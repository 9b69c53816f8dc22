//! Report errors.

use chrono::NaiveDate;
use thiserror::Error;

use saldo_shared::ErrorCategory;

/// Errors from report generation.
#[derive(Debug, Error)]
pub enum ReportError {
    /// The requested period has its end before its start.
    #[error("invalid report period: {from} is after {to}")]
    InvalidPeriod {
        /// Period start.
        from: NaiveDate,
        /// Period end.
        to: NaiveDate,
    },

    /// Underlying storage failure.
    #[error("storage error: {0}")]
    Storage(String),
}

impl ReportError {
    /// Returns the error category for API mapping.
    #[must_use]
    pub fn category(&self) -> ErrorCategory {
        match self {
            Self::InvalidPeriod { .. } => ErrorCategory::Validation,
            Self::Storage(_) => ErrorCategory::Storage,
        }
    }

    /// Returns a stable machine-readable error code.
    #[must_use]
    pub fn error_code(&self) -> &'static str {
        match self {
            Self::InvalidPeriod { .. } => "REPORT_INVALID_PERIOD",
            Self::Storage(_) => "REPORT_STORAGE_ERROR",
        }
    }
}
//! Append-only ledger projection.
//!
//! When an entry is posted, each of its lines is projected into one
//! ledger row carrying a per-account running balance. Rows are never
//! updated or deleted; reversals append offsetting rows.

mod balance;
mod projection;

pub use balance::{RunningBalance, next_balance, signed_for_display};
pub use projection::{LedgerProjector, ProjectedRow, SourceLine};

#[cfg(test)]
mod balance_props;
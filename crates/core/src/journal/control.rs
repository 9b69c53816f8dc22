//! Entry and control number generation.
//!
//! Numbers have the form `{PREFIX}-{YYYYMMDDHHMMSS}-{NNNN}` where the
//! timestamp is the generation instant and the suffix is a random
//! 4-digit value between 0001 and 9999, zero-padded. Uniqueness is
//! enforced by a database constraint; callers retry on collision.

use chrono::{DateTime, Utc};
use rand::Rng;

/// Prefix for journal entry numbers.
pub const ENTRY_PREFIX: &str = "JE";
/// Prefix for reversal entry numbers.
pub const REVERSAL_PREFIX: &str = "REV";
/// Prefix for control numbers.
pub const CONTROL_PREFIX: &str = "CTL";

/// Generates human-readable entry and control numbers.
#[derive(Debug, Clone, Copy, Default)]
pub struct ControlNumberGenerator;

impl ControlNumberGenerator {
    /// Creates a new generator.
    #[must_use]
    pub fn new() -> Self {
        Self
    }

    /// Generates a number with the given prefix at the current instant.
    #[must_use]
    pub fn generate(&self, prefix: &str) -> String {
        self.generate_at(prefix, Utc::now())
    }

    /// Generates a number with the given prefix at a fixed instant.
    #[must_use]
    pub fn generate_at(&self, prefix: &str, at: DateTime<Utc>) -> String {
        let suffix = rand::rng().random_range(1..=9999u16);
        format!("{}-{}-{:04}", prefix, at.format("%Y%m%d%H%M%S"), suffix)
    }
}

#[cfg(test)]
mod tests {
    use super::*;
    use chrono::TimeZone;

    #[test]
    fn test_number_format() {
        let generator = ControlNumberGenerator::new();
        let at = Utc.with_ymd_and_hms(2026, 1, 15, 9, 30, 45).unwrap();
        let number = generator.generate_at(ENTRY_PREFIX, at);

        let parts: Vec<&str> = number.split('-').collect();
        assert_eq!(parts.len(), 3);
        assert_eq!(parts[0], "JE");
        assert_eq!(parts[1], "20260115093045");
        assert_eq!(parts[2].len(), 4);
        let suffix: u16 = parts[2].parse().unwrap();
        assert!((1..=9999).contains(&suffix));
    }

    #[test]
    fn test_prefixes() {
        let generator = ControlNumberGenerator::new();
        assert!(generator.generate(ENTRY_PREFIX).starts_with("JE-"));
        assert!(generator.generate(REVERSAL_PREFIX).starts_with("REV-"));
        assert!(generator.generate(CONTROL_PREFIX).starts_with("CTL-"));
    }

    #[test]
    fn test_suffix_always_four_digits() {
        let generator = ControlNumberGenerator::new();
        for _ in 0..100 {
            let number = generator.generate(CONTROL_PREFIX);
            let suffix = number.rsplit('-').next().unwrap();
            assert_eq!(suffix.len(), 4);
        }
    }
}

* * *

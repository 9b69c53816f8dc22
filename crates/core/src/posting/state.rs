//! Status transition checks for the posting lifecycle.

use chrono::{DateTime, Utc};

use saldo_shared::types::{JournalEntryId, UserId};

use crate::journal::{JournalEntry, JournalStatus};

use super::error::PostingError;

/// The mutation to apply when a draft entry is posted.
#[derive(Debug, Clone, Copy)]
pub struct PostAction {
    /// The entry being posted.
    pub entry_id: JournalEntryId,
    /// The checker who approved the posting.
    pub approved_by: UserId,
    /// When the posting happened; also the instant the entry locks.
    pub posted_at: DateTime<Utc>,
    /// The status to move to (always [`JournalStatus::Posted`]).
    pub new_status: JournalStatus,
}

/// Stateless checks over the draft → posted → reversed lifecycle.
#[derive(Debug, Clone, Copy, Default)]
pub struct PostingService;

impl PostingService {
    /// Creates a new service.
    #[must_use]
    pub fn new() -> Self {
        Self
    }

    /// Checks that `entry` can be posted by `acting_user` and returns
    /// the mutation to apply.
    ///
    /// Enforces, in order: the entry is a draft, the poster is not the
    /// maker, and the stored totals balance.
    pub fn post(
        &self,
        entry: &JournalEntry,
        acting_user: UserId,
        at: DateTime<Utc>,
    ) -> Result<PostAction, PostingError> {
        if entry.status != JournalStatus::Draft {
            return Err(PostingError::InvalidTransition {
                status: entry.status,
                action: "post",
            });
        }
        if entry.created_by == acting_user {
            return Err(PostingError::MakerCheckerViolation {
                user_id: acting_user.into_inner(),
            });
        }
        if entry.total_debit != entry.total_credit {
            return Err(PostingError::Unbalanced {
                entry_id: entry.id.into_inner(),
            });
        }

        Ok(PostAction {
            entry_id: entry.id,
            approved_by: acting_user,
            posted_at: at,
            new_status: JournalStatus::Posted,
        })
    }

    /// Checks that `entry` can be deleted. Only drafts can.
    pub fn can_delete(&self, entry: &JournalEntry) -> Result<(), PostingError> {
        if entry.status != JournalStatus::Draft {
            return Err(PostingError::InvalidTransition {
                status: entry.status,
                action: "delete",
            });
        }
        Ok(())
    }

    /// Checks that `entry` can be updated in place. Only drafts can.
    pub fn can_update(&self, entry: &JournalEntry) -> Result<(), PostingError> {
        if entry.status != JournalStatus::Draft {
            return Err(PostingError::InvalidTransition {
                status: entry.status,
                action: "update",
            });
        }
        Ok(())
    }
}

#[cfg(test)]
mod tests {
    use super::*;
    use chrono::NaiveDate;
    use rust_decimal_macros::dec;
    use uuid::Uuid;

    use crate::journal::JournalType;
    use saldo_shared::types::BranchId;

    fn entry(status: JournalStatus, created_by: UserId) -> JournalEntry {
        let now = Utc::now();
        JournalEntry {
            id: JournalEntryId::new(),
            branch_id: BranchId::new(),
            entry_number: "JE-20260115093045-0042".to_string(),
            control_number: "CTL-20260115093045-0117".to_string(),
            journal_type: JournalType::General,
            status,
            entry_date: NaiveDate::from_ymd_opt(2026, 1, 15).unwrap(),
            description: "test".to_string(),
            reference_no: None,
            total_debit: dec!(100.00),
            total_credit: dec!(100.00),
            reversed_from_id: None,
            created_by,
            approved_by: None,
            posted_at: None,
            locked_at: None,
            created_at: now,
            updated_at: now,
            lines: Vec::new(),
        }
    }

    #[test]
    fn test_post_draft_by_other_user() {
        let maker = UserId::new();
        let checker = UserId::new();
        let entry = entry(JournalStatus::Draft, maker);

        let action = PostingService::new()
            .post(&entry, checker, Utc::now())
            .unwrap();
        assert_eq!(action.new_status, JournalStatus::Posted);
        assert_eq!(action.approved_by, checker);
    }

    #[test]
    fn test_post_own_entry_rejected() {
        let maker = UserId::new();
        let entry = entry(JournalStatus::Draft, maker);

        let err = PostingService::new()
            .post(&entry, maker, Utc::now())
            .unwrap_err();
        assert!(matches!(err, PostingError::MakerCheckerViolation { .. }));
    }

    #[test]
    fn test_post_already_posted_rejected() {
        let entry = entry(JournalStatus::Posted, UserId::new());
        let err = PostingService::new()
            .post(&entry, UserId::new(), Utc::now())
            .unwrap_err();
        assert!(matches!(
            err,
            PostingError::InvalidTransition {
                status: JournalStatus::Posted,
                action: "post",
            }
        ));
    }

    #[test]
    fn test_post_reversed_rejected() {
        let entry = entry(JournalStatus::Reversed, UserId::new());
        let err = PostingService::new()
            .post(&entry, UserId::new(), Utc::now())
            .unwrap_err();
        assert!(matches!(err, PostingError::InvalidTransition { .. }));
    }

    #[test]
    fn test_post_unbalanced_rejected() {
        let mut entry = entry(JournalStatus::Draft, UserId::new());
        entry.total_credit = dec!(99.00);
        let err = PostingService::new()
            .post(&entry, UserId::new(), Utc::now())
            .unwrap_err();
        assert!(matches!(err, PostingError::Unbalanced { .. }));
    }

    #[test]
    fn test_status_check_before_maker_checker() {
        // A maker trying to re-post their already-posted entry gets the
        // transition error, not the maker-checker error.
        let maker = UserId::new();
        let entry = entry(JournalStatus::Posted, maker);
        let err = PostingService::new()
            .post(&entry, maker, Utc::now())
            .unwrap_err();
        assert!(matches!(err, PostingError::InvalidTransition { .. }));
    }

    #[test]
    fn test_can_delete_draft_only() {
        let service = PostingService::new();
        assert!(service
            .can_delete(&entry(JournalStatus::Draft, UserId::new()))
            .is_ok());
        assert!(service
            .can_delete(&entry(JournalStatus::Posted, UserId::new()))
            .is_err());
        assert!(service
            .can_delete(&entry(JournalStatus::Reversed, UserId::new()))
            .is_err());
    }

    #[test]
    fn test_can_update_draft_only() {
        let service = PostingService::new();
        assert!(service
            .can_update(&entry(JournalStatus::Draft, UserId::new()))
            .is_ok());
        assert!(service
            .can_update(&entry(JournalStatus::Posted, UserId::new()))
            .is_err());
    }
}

Work item
If a line in the records above holds the string "JournalType", copy it out.

Problem solution
    use crate::journal::JournalType;
            journal_type: JournalType::General,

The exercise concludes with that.